Model for the differentiation of temperature and electric field effects during thermal assisted PEF processing

Abstract

A model was developed that enables the quantification of thermal and electric field effects during the pulsed electric field (PEF) inactivation of alkaline phosphatase (ALP) and lactoperoxidase (LPO) in milk as well as Escherichia coli in apple juice. The entire PEF process which consisted of pre-heating of the liquid, PEF treatment and rapid cooling to refrigeration temperatures was analyzed with regard to the thermal load to which the product was exposed. Finite volume method (FVM) was used to calculate the heat transfer phenomena within the heating and cooling devices.
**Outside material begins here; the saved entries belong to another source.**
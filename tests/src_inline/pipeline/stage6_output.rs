use std::collections::BTreeMap;
use std::fs;

use super::*;
use crate::model::record::ExpressionValue;
use crate::pipeline::stage5_pathways::run_stage5;
use crate::store::MemoryStore;
use tempfile::TempDir;

fn record(id: &str, cohort: &str, nfkb1: f64) -> PatientRecord {
    let mut expr = BTreeMap::new();
    expr.insert("NFKB1".to_string(), ExpressionValue::Numeric(nfkb1));
    PatientRecord::new(id, cohort, expr).unwrap()
}

fn run_output(config: &PipelineConfig) -> RunOutput {
    let records = vec![
        record("P1", "BRCA", 1.0),
        record("P2", "BRCA", 3.0),
        record("P3", "LUAD", 2.0),
    ];
    RunOutput {
        records: run_stage5(records, &config.pathways),
        files: Vec::new(),
        clinical: None,
    }
}

#[test]
fn test_write_outputs_creates_all_files() {
    let dir = TempDir::new().unwrap();
    let config = PipelineConfig::default_v1();
    let output = run_output(&config);

    let paths = write_outputs(&output, &config, dir.path(), StoreMode::Replace).unwrap();
    assert_eq!(paths.stored, 3);
    assert!(paths.summary.exists());
    assert!(paths.report.exists());

    let store = JsonlStore::new(&paths.records);
    assert_eq!(store.count().unwrap(), 3);
    assert_eq!(store.load_all().unwrap(), output.records);

    let summary: serde_json::Value =
        serde_json::from_str(&fs::read_to_string(&paths.summary).unwrap()).unwrap();
    assert_eq!(summary["tool"], "kira-cohortexpr");
    assert_eq!(summary["n_records"], 3);
    assert_eq!(summary["cohorts"][0]["cohort"], "BRCA");
    assert_eq!(summary["cohorts"][0]["pathway_medians"]["signaling"], 2.0);

    let report = fs::read_to_string(&paths.report).unwrap();
    assert!(report.contains("descriptive aggregates"));
    assert!(report.contains("BRCA: 2 records"));
}

#[test]
fn test_append_mode_keeps_previous_records() {
    let dir = TempDir::new().unwrap();
    let config = PipelineConfig::default_v1();
    let output = run_output(&config);

    write_outputs(&output, &config, dir.path(), StoreMode::Replace).unwrap();
    let paths = write_outputs(&output, &config, dir.path(), StoreMode::Append).unwrap();
    assert_eq!(JsonlStore::new(&paths.records).count().unwrap(), 6);

    let paths = write_outputs(&output, &config, dir.path(), StoreMode::Replace).unwrap();
    assert_eq!(JsonlStore::new(&paths.records).count().unwrap(), 3);
}

#[test]
fn test_pathway_scores_tsv() {
    let dir = TempDir::new().unwrap();
    let config = PipelineConfig::default_v1();
    let output = run_output(&config);
    let path = dir.path().join(PATHWAY_SCORES_FILE);

    write_pathway_scores(&output.records, &config.pathways, &path).unwrap();
    let text = fs::read_to_string(&path).unwrap();
    let lines: Vec<&str> = text.lines().collect();
    assert_eq!(
        lines[0],
        "patient_id\tcohort\tcGAS_activation\tinflammatory_response\tsignaling\toverall"
    );
    assert_eq!(lines[1], "P1\tBRCA\t\t\t1.000000\t");
    assert_eq!(lines.len(), 4);
}

#[test]
fn test_store_records_in_batches() {
    let config = PipelineConfig::default_v1();
    let output = run_output(&config);
    let mut store = MemoryStore::default();
    let stored = store_records(&mut store, &output.records, 2).unwrap();
    assert_eq!(stored, 3);
    assert_eq!(store.records(), output.records.as_slice());
}

#[test]
fn test_run_without_records_keeps_existing_store() {
    let dir = TempDir::new().unwrap();
    let config = PipelineConfig::default_v1();
    write_outputs(&run_output(&config), &config, dir.path(), StoreMode::Replace).unwrap();

    let failed = RunOutput {
        records: Vec::new(),
        files: Vec::new(),
        clinical: None,
    };
    let paths = write_outputs(&failed, &config, dir.path(), StoreMode::Replace).unwrap();
    assert_eq!(paths.stored, 0);
    assert_eq!(JsonlStore::new(&paths.records).count().unwrap(), 3);

    let summary: serde_json::Value =
        serde_json::from_str(&fs::read_to_string(&paths.summary).unwrap()).unwrap();
    assert_eq!(summary["n_records"], 0);
}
The temperature increase during PEF treatment due to ohmic heating was calculated using the total specific energy input. A temperature–time profile of the PEF process depending on different treatment conditions was obtained. Heat inactivation kinetics of native ALP and LPO in raw milk and E. coli in apple juice were determined by glass capillary method. A model for the calculation of inactivation levels based on a first order inactivation kinetic was obtained. A MathCad tool was programmed to perform the mathematical comparison of the thermal exposure of ALP, LPO and E. coli during the PEF process and their thermal stability. The impact of different temperature–time profiles resulting from the variation of the PEF treatment parameters on inactivation and residual activity were investigated. The quantification of thermal and electric field effects and their contribution to the overall inactivation revealed that thermal effects were the major reason for the enzyme inactivation and had large impact on the inactivation of E. coli at elevated temperatures. The model may be used for the optimization of a PEF process to achieve the minimization of thermal inactivation of heat-sensitive components but also for the beneficial use of thermal effects to improve the microbial inactivation.